En outre, un tel usage demeure soumis au droit au respect de la vie privée (C. civ., art. 9 ; C. pén., art. 226-1) et, le cas échéant, au droit à la protection des données personnelles (Règl. (UE) 2016/679 du 27 avr. 2016 ; Dir. (UE) 2016/680 du 27 avr. 2016. – V. sur cette articulation : M. Bourgeois et B. Touzanne, préc. ; C. Rotily et L. Archambault, Drones civils professionnels et RGPD : enjeux liés à la collecte des données personnelles et au respect de la vie privée, Dalloz IP/IT 2019. 376).

Or, le juge des référés du tribunal administratif de Paris rejette la demande des associations requérantes, au motif que la surveillance policière par drones ne constitue pas un traitement de données à caractère personnel, en l’absence de preuve de l’utilisation des drones de manière à identifier les individus.

Ce raisonnement sera bien entendu censuré par le Conseil d’État qui reconnaît que la préfecture de police de Paris a procédé à un traitement de données à caractère personnel. Un traitement est effectivement défini comme une opération appliquée à des données personnelles, telle que « la collecte, l'enregistrement, l'organisation, la structuration, la conservation, l'adaptation ou la modification, l'extraction, la consultation, l'utilisation, la communication par transmission, la diffusion ou toute autre forme de mise à disposition, le rapprochement ou l'interconnexion, la limitation, l'effacement ou la destruction » (Règl., art. 4 2 ; Dir., art. 3 2), tandis qu’une donnée personnelle est « toute information se rapportant à une personne physique identifiée ou identifiable » (Règl., art. 4 1 ; Dir., art. 3 1). En l’espèce, les drones étaient susceptibles d’identifier une personne grâce à leur zoom optique, ce qui est suffisant pour caractériser un traitement de données personnelles, qu’importe ainsi que la préfecture de police n’ait pas la volonté d’identifier effectivement les personnes ou que les images ne soient pas conservées (relevons à cet égard que la fiche du 14 mai 2020 communiquée par la préfecture aux débats expose que « les drones ne sont plus équipés d’une carte mémoire », contrairement à la communication adressée à Mediapart).
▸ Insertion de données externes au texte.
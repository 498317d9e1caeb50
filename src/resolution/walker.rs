//! Upward walk from a leaf monitor to its root
//!
//! Each step resolves the parent, projects labels onto it, and builds the
//! parent's instance id. The parent instance then becomes the child of the
//! next step until no parent applies.

use crate::definitions::{DefinitionTable, InstanceIdentityLabelSet};
use crate::error::ResolutionError;
use crate::events::{MonitorInstance, ResolutionStep};
use crate::resolution::{leaf_instance_id, IdentityBuilder, LabelProjector, ParentResolver};
use log::debug;
use std::sync::Arc;

/// Composes parent resolution, label projection and identity building
#[derive(Debug, Clone)]
pub struct HierarchyWalker {
    table: Arc<DefinitionTable>,
    resolver: ParentResolver,
    projector: LabelProjector,
    identity: IdentityBuilder,
}

impl HierarchyWalker {
    pub fn new(table: Arc<DefinitionTable>, identities: Arc<InstanceIdentityLabelSet>) -> Self {
        Self {
            resolver: ParentResolver::new(Arc::clone(&table)),
            projector: LabelProjector::new(Arc::clone(&table)),
            identity: IdentityBuilder::new(identities),
            table,
        }
    }

    pub fn resolver(&self) -> &ParentResolver {
        &self.resolver
    }

    pub fn projector(&self) -> &LabelProjector {
        &self.projector
    }

    pub fn identity(&self) -> &IdentityBuilder {
        &self.identity
    }

    /// Key of a leaf instance in the aggregate store
    ///
    /// Uses the leaf type's identity labels when they yield any value, and
    /// every label of the instance otherwise, so unregistered leaves never
    /// collapse into one key.
    ///
    /// # Errors
    ///
    /// Returns `ResolutionError::MissingIdentityDefinition` if the leaf's
    /// registration is not a sequence.
    pub fn leaf_instance_id(
        &self,
        instance: &MonitorInstance,
    ) -> Result<String, ResolutionError> {
        let id = self
            .identity
            .build_instance_id(&instance.monitor_id, &instance.labels)?;
        // The builder returns the bare monitor id only for singletons
        if id == instance.monitor_id {
            Ok(leaf_instance_id(&instance.monitor_id, &instance.labels))
        } else {
            Ok(id)
        }
    }

    /// Resolve a single step up from `instance`
    ///
    /// Returns `Ok(None)` when `instance` has no parent.
    pub fn resolve_step(
        &self,
        instance: &MonitorInstance,
    ) -> Result<Option<ResolutionStep>, ResolutionError> {
        let parent_monitor_id = match self.resolver.resolve_parent(instance)? {
            Some(parent) => parent,
            None => return Ok(None),
        };

        let parent_labels = self
            .projector
            .project_labels(&instance.monitor_id, &instance.labels)?;
        let instance_id = self
            .identity
            .build_instance_id(&parent_monitor_id, &parent_labels)?;

        Ok(Some(ResolutionStep {
            monitor_id: instance.monitor_id.clone(),
            parent_monitor_id,
            parent_labels,
            instance_id,
        }))
    }

    /// Walk from `leaf` up to its root
    ///
    /// Steps are returned bottom-up. An empty result means the leaf itself is
    /// a root.
    ///
    /// # Errors
    ///
    /// Fails with the first error of any step. `CyclicDefinition` is returned
    /// if the walk takes more steps than there are definitions.
    pub fn walk(&self, leaf: &MonitorInstance) -> Result<Vec<ResolutionStep>, ResolutionError> {
        let bound = self.table.len();
        let mut steps: Vec<ResolutionStep> = Vec::new();
        let mut current = leaf.clone();

        while let Some(step) = self.resolve_step(&current)? {
            if steps.len() >= bound {
                let mut path: Vec<&str> = steps.iter().map(|s| s.monitor_id.as_str()).collect();
                path.push(&step.monitor_id);
                return Err(ResolutionError::CyclicDefinition(format!(
                    "walk from '{}' exceeded {} steps: {}",
                    leaf.monitor_id,
                    bound,
                    path.join(" -> ")
                )));
            }

            debug!(
                "Resolved {} -> {} ({})",
                step.monitor_id, step.parent_monitor_id, step.instance_id
            );
            current = MonitorInstance::new(
                step.parent_monitor_id.clone(),
                step.parent_labels.clone(),
            );
            steps.push(step);
        }

        Ok(steps)
    }
}

#[cfg(test)]
mod tests {
    use super::*;
    use crate::definitions::MonitorDefinition;
    use crate::events::Labels;
    use crate::resolution::Condition;

    fn label_set(pairs: &[(&str, &str)]) -> Labels {
        pairs
            .iter()
            .map(|(k, v)| (k.to_string(), v.to_string()))
            .collect()
    }

    fn walker(
        definitions: Vec<MonitorDefinition>,
        identities: InstanceIdentityLabelSet,
    ) -> HierarchyWalker {
        HierarchyWalker::new(
            Arc::new(DefinitionTable::new(definitions).unwrap()),
            Arc::new(identities),
        )
    }

    #[test]
    fn test_container_cpu_resolves_to_singleton_node_agg() {
        let walker = walker(
            vec![
                MonitorDefinition::with_conditions(
                    "container-cpu",
                    vec![Condition::parse("namespace", "==", "ns1", "node-agg").unwrap()],
                ),
                MonitorDefinition::root("node-agg"),
            ],
            InstanceIdentityLabelSet::new(),
        );

        let leaf = MonitorInstance::new(
            "container-cpu",
            label_set(&[("pod", "p1"), ("namespace", "ns1")]),
        );
        let step = walker.resolve_step(&leaf).unwrap().unwrap();

        assert_eq!(step.monitor_id, "container-cpu");
        assert_eq!(step.parent_monitor_id, "node-agg");
        assert!(step.parent_labels.is_empty());
        assert_eq!(step.instance_id, "node-agg");
    }

    #[test]
    fn test_identity_labels_from_projection() {
        let walker = walker(
            vec![
                MonitorDefinition::with_parent("container-cpu", "node-agg")
                    .copy_labels(["region", "cluster"]),
                MonitorDefinition::root("node-agg"),
            ],
            InstanceIdentityLabelSet::new().register("node-agg", ["region", "cluster"]),
        );

        let leaf = MonitorInstance::new(
            "container-cpu",
            label_set(&[("region", "eastus"), ("cluster", "c1"), ("pod", "p1")]),
        );
        let step = walker.resolve_step(&leaf).unwrap().unwrap();

        assert_eq!(
            step.parent_labels,
            label_set(&[("region", "eastus"), ("cluster", "c1")])
        );
        assert_eq!(step.instance_id, "node-agg-eastus-c1");
    }

    #[test]
    fn test_walk_to_root() {
        let walker = walker(
            vec![
                MonitorDefinition::with_parent("container-cpu", "pod-agg")
                    .copy_labels(["pod", "node", "cluster"]),
                MonitorDefinition::with_parent("pod-agg", "node-agg").copy_labels(["node", "cluster"]),
                MonitorDefinition::with_parent("node-agg", "cluster-agg").copy_labels(["cluster"]),
                MonitorDefinition::root("cluster-agg"),
            ],
            InstanceIdentityLabelSet::new()
                .register("pod-agg", ["pod"])
                .register("node-agg", ["node"])
                .register("cluster-agg", ["cluster"]),
        );

        let leaf = MonitorInstance::new(
            "container-cpu",
            label_set(&[("pod", "p1"), ("node", "n1"), ("cluster", "c1")]),
        );
        let steps = walker.walk(&leaf).unwrap();

        let ids: Vec<&str> = steps.iter().map(|s| s.instance_id.as_str()).collect();
        assert_eq!(ids, vec!["pod-agg-p1", "node-agg-n1", "cluster-agg-c1"]);
        assert_eq!(steps[1].monitor_id, "pod-agg");
        assert_eq!(steps[2].parent_labels, label_set(&[("cluster", "c1")]));
    }

    #[test]
    fn test_walk_from_root_is_empty() {
        let walker = walker(
            vec![MonitorDefinition::root("cluster-agg")],
            InstanceIdentityLabelSet::new(),
        );

        let steps = walker
            .walk(&MonitorInstance::new("cluster-agg", Labels::new()))
            .unwrap();
        assert!(steps.is_empty());
    }

    #[test]
    fn test_walk_stops_when_no_condition_matches() {
        let walker = walker(
            vec![
                MonitorDefinition::with_parent("container-cpu", "workload-agg")
                    .copy_labels(["namespace"]),
                MonitorDefinition::with_conditions(
                    "workload-agg",
                    vec![Condition::parse("namespace", "==", "kube-system", "system-agg").unwrap()],
                ),
                MonitorDefinition::root("system-agg"),
            ],
            InstanceIdentityLabelSet::new(),
        );

        let leaf = MonitorInstance::new("container-cpu", label_set(&[("namespace", "ns1")]));
        let steps = walker.walk(&leaf).unwrap();

        assert_eq!(steps.len(), 1);
        assert_eq!(steps[0].parent_monitor_id, "workload-agg");
    }

    #[test]
    fn test_walk_into_undefined_parent_fails() {
        let walker = walker(
            vec![MonitorDefinition::with_parent("container-cpu", "node-agg")],
            InstanceIdentityLabelSet::new(),
        );

        let leaf = MonitorInstance::new("container-cpu", Labels::new());
        assert_eq!(
            walker.walk(&leaf),
            Err(ResolutionError::UnknownMonitor("node-agg".to_string()))
        );
    }

    #[test]
    fn test_walk_unknown_leaf_fails() {
        let walker = walker(vec![], InstanceIdentityLabelSet::new());
        let leaf = MonitorInstance::new("container-cpu", Labels::new());

        assert_eq!(
            walker.walk(&leaf),
            Err(ResolutionError::UnknownMonitor("container-cpu".to_string()))
        );
    }

    #[test]
    fn test_leaf_instance_id_prefers_identity_labels() {
        let walker = walker(
            vec![MonitorDefinition::root("container-cpu")],
            InstanceIdentityLabelSet::new().register("container-cpu", ["pod"]),
        );

        let leaf = MonitorInstance::new(
            "container-cpu",
            label_set(&[("pod", "p1"), ("container", "app")]),
        );
        assert_eq!(walker.leaf_instance_id(&leaf).unwrap(), "container-cpu-p1");

        let unlabeled = MonitorInstance::new("container-cpu", label_set(&[("container", "app")]));
        assert_eq!(
            walker.leaf_instance_id(&unlabeled).unwrap(),
            r#"container-cpu{container="app"}"#
        );
    }

    #[test]
    fn test_unregistered_leaf_instance_id_uses_all_labels() {
        let walker = walker(
            vec![MonitorDefinition::root("container-cpu")],
            InstanceIdentityLabelSet::new(),
        );

        let p1 = MonitorInstance::new("container-cpu", label_set(&[("pod", "p1")]));
        let p2 = MonitorInstance::new("container-cpu", label_set(&[("pod", "p2")]));
        assert_ne!(
            walker.leaf_instance_id(&p1).unwrap(),
            walker.leaf_instance_id(&p2).unwrap()
        );
    }
}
Le simple accès à des données à caractère personnel constitue en conséquence un traitement de données personnelles qui est soumis aux dispositions y afférent. Dès lors, expose le Conseil d’État, un arrêté autorisant un tel traitement doit être pris après avis motivé et publié de la CNIL, conformément à l’article 31 de la loi « Informatique et Libertés » n° 78-17 du 6 janvier 1978, qui permet d’encadrer sa mise en œuvre et d’y assurer les garanties suffisantes pour la sauvegarde des droits et intérêts des personnes concernées. En l’absence de ce cadre réglementaire, le Conseil d’État enjoint à l’État de cesser sans délai de procéder aux mesures de surveillance policière par drones à Paris, étant précisé qu’un tel raisonnement s’applique à toute autre autorité qui s’affranchirait d’un arrêté autorisant le traitement.

Une autre possibilité est proposée par le Conseil d’État. Il s’agit de doter « les appareils utilisés par la préfecture de police de dispositifs techniques de nature à rendre impossible, quels que puissent en être les usages retenus, l’identification des personnes filmées ». Ce faisant, le dispositif de surveillance par drones n’entrerait pas dans le champ d’application de la protection des données à caractère personnel.

Par principe, la surveillance policière par drones n’est donc pas interdite. Le Conseil d’État relève à cet égard que la finalité poursuivie reste légitime, celle-ci étant d’informer le centre de commandement qui déciderait le cas d’échéant de procéder à la dispersion d’un rassemblement ou à l’évacuation des lieux fermés au public. Cependant, elle doit disposer d’un cadre réglementaire, assuré par la protection des données à caractère personnel. La CNIL a ainsi indiqué mener des investigations depuis le 20 avril 2020 et « prendra position sur cette question à l’issue des procédures de contrôle en cours » (Communiqué du 18 mai 2020).